The doctor will make a note of your baby’s sleep patterns. Typically, toddlers need 12 to 14 hours of sleep every day, including one or two naps during the day.
Development milestones are also something his doctor will look for. By 15 months, toddlers can typically speak three to five words while understanding and following simple commands. They should also be able to point to a body part and walk without support or even run. Some can climb furniture and imitate activities such as your housework or actions.
Physical examination of the body is the next thing the doctor will perform with your child undressed in your presence. This step involves an eye exam and an oral exam where the doctor checks for any abnormalities. The heartbeat and breathing are also examined, and then their motor skills and reflexes.
Finally, the doctor will look into your child’s immunisation records. These are critical in protecting children from dangerous diseases, so it is essential they have their shots on time. However, the immunisation schedules can vary between clinics; therefore, talk to your doctor and carry your child’s records for a visit.
Questions That the Doctor May Ask
Here is a couple of question the doctor will ask you about your child. Although you’re the parent and know all about your child, it helps to keep important information in mind.
- How are your child’s food habits and appetite?
- Does he eat all of not most of the foods you prepare for him?
- Does he prefer to feed using his fingers and prefer to do it independently?
- Does he drink from a bottle?
- How many hours does he sleep in the night, and how often does he nap during the day?
- Does he point at something he wants to show you?
Immunisation is the final and biggest step in your toddler’s doctor visit. Maintain a record of his shots and discuss what has been administered and what has yet to be given with the doctor. The best way to stop him from crying is to distract him from the prick of the needle. Sing a song or get his favourite toy or book to keep him distracted while the doctor gives him the shot. Remember to praise and cheer after the shot, so it becomes a positive memory.

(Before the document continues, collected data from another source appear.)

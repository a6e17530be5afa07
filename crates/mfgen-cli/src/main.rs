//! # mfgen CLI
//!
//! Micro-frontend project scaffolding tool.
//!
//! ## Startup sequence
//!
//! 1. Parse CLI arguments (clap handles `--help` / `--version` early-exit).
//! 2. Initialise the tracing subscriber (logging).
//! 3. Load configuration (file + defaults).
//! 4. Build the [`OutputManager`].
//! 5. Dispatch to the appropriate command handler.
//! 6. Translate any [`CliError`] into a user-facing message and exit code.
//!
//! ## Exit codes
//!
//! | Code | Meaning                 |
//! |------|-------------------------|
//! |  0   | Success                 |
//! |  1   | Internal / system error |
//! |  2   | User / input error      |
//! |  4   | Configuration error     |

use std::process::ExitCode;

use clap::Parser;
use tracing::{debug, info, instrument};

use crate::{
    cli::{Cli, Commands},
    config::AppConfig,
    error::{CliError, CliResult},
    logging::init_logging,
    output::OutputManager,
};

mod cli;
mod commands;
mod config;
mod error;
mod logging;
mod output;

fn main() -> ExitCode {
    // Load .env before anything else, including tracing init. Silently
    // ignored if .env doesn't exist.
    let _ = dotenvy::dotenv();

    // ── 1. Parse arguments ────────────────────────────────────────────────
    // clap handles --help / --version and exits automatically; errors here
    // are argument-parse failures (exit 2).
    let cli = match Cli::try_parse() {
        Ok(cli) => cli,
        Err(e) => {
            eprintln!("{}", e.render().ansi());
            return ExitCode::from(2);
        }
    };

    // ── 2. Initialise tracing ─────────────────────────────────────────────
    if let Err(e) = init_logging(&cli.global) {
        eprintln!("Failed to initialise logging: {e}");
        return ExitCode::from(1);
    }

    debug!(
        verbose = cli.global.verbose,
        quiet = cli.global.quiet,
        no_color = cli.global.no_color,
        "CLI started"
    );

    // ── 3. Load configuration ─────────────────────────────────────────────
    let config = match AppConfig::load(cli.global.config.as_ref()) {
        Ok(cfg) => cfg,
        Err(e) => {
            tracing::error!("Failed to load configuration: {e:#}");
            return ExitCode::from(4);
        }
    };

    // ── 4. Build output manager ───────────────────────────────────────────
    let output = OutputManager::new(&cli.global, &config);

    // ── 5. Dispatch + 6. Error handling ──────────────────────────────────
    let verbose = cli.global.verbose > 0;
    match run(cli, config, output) {
        Ok(()) => {
            info!("mfgen completed successfully");
            ExitCode::SUCCESS
        }
        Err(e) => handle_error(e, verbose),
    }
}

/// Dispatch to the correct command handler.
#[instrument(skip_all)]
fn run(cli: Cli, config: AppConfig, output: OutputManager) -> CliResult<()> {
    match cli.command {
        Commands::Create(cmd) => commands::create::execute(cmd, cli.global, config, output),
        Commands::Completions(cmd) => commands::completions::execute(cmd),
        Commands::Config(cmd) => commands::config::execute(cmd, config, output),
    }
}

/// Translate a `CliError` into a user message and an appropriate exit code.
///
/// This is the single place where structured errors become human-readable
/// output and OS exit codes.
fn handle_error(err: CliError, verbose: bool) -> ExitCode {
    // 1. Emit a structured log event at the right severity.
    err.log();

    // 2. Print a user-friendly message. Written directly to stderr so the
    //    message appears even when stdout is redirected. Colour is disabled
    //    when stderr is not a TTY (same logic as logging.rs).
    let msg = if std::io::IsTerminal::is_terminal(&std::io::stderr()) {
        err.format_colored(verbose)
    } else {
        err.format_plain(verbose)
    };
    eprint!("{msg}");

    ExitCode::from(err.exit_code())
}

// ── tests ─────────────────────────────────────────────────────────────────────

The Center for Disease Control and Prevention (CDC) has a list of vaccinations that need to be administered at his 12th visit. If not, then here are his 15-month checkup shots:
- The MMR (Measles, Mumps, and Rubella) vaccine.
- Hib (Haemophilus influenza type b) vaccine’s last dose in the series.
- PCV 13 (pneumococcal disease); the last dose in this series of vaccination
- Varicella (chickenpox)
- DTaP (diphtheria, tetanus, and pertussis) can be given this visit or the next one.
- HepA (hepatitis A)
It’s essential to understand that these vaccinations are given in a series, and your toddler needs all the recommended doses to be safe. The doctor may also recommend a flu shot if it is the flu season, as it is given to all children 6 months and over. These shots are given once a year in two doses that are four weeks apart.
What All You Can Ask the Doctor
Now that your baby eats a wider range of foods and is engaged in more activities than ever before, you will have a lot of questions to ask. Generally, this list of questions should inform you of all you need to know about what you can expect:
- How do I get him to drink milk?
- Should he be drinking more juices? If so, how much is good?
- How can I get my toddler to eat more vegetables since he refuses to eat any?
- He is attached and clings to me all the time? How do I encourage him to be comfortable while away from me?
- My toddler is addicted to his pacifier; how will it hurt his teeth?
- How do I discipline him if he won’t take ‘no’ for an answer?
- My toddler bites and hits often. How do I discourage it?
The 15-month check-up is a great time to measure the progress toddlers have made since their 12-month visit. Are they able to better handle different foods? Can they take the shots they missed the last time? Is it too early for the next series? These might be some of the questions you have for the doctor. This article will guide you through everything you can expect from this visit.